I implemented a RNS Montgomery exponentiation in Cuda and on cpu for comparison.
Everything nice everything fine. It runs on just one SM.
However I am going to tell you some strange regression in both cpu/gpu performances.
During the devoloping, about two month ago, I was using Cuda 5 preview on Ubuntu 11.04 64b.
In this time, I reach the following performances:
cpu 460ms gpu 120ms
Then one day when I turn on the pc, the graphical environment didnt start. I dont know which was the problem, however I switched to the console and installed again the Cuda driver. At the following boot performances changed:
cpu 310ms gpu 80ms
I was like Q.Q...uhm ok, nice to see this, but I was wondering how that could be possible
However, I went then in holiday for 10 days and I continued developing and optimizing on my notebook (but not the same part of the code, some additional stuff)
When I was back, I just updated the source files, and performances came back to 460/120ms..

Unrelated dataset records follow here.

//! Decree Harvest command line.
//!
//! Searches the ALEPE legislation site for decrees published in one month,
//! keeps the PRODEPE and PROIND ones and writes them, enriched with CNPJ and
//! framing, to JSON and CSV files.

use anyhow::Context;
use chrono::Datelike;
use clap::Parser;
use decree_browser::BrowserEngine;
use decree_core::{normalize_year, AppConfig, DateRange};
use decree_scanner::{default_worker_count, export, HarvestOrchestrator, HarvestReport, HttpClient};
use std::path::{Path, PathBuf};
use std::sync::Arc;
use std::time::Instant;
use tracing::info;

const JSON_FILE: &str = "programas.json";
const CSV_FILE: &str = "programas.csv";

#[derive(Parser, Debug)]
#[command(
    name = "decree-harvest",
    version,
    about = "Harvest PRODEPE and PROIND decrees published by ALEPE"
)]
struct Cli {
    /// Publication month (1-12)
    #[arg(short, long, value_parser = clap::value_parser!(u32).range(1..=12))]
    month: u32,

    /// Publication year; two-digit years are expanded
    #[arg(short, long)]
    year: i32,

    /// Configuration file (defaults to the user config directory)
    #[arg(short, long, env = "DECREE_CONFIG")]
    config: Option<PathBuf>,

    /// Directory for the exported files
    #[arg(short, long)]
    output: Option<PathBuf>,

    /// Show the browser window
    #[arg(long)]
    no_headless: bool,
}

/// Initialize tracing subscriber for logging
fn init_tracing() {
    use tracing_subscriber::{fmt, prelude::*, EnvFilter};

    let filter =
        EnvFilter::try_from_default_env().unwrap_or_else(|_| EnvFilter::new("info,decree=debug"));

    tracing_subscriber::registry()
        .with(fmt::layer().with_target(true))
        .with(filter)
        .init();
}

fn load_config(cli: &Cli) -> anyhow::Result<AppConfig> {
    let mut config = match &cli.config {
        Some(path) => {
            let mut config = AppConfig::load_from(path)?;
            config.apply_env_overrides();
            config.validate()?;
            config
        }
        None => AppConfig::load_with_env()?,
    };
    apply_overrides(cli, &mut config);
    Ok(config)
}

/// Command line flags take precedence over the file and environment.
fn apply_overrides(cli: &Cli, config: &mut AppConfig) {
    if let Some(output) = &cli.output {
        config.output.directory.clone_from(output);
    }
    if cli.no_headless {
        config.browser.headless = false;
    }
}

fn write_outputs(directory: &Path, report: &HarvestReport) -> anyhow::Result<()> {
    let json = directory.join(JSON_FILE);
    export::write_json(&json, &report.decrees)
        .with_context(|| format!("writing {}", json.display()))?;

    let csv = directory.join(CSV_FILE);
    export::write_csv(&csv, &report.decrees)
        .with_context(|| format!("writing {}", csv.display()))?;
    Ok(())
}

fn print_summary(report: &HarvestReport, directory: &Path, elapsed: f64) {
    println!(
        "Search ready in {:.2}s",
        report.search_time.as_secs_f64()
    );
    println!(
        "Collected {} decrees in {:.2}s",
        report.total_found,
        report.collect_time.as_secs_f64()
    );
    println!("PRODEPE/PROIND decrees: {}", report.classified());
    println!(
        "Enriched in {:.2}s ({} with CNPJ, {} with framing)",
        report.enrich_time.as_secs_f64(),
        report.with_cnpj(),
        report.with_framing()
    );
    println!("Output written to {}", directory.display());
    println!("Total time {elapsed:.2}s");
}

#[tokio::main]
async fn main() -> anyhow::Result<()> {
    init_tracing();
    let cli = Cli::parse();

    info!("Starting Decree Harvest v{}", env!("CARGO_PKG_VERSION"));

    let year = normalize_year(cli.year, chrono::Local::now().year())?;
    let range = DateRange::month(cli.month, year)?;
    let config = load_config(&cli)?;

    let workers = default_worker_count(&config.enrichment);
    let fetcher = Arc::new(HttpClient::new(&config.http, workers)?);
    let browser = Arc::new(
        BrowserEngine::with_settings(&config.browser)
            .await
            .context("launching browser")?,
    );

    let output_dir = config.output.directory.clone();
    let started = Instant::now();
    let orchestrator = HarvestOrchestrator::new(Arc::clone(&browser), fetcher, config, workers);
    let result = orchestrator.run(&range).await;

    if let Err(e) = browser.close().await {
        tracing::warn!("Failed to close browser: {}", e);
    }

    let report = result.with_context(|| format!("harvesting decrees published {range}"))?;
    write_outputs(&output_dir, &report)?;
    print_summary(&report, &output_dir, started.elapsed().as_secs_f64());
    Ok(())
}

I couldnt believe it, I tried to install Cuda 5 RC, updating the video driver too... nothing changed...
I checked Debug/Release, Cuda computability, but the problem seems being somewhere else..
Looking around the net I found this, I am pretty sure it must have something to do with the driver, because the performance change affected both cpu and gpu
Do you have some tips/ideas/suggestions?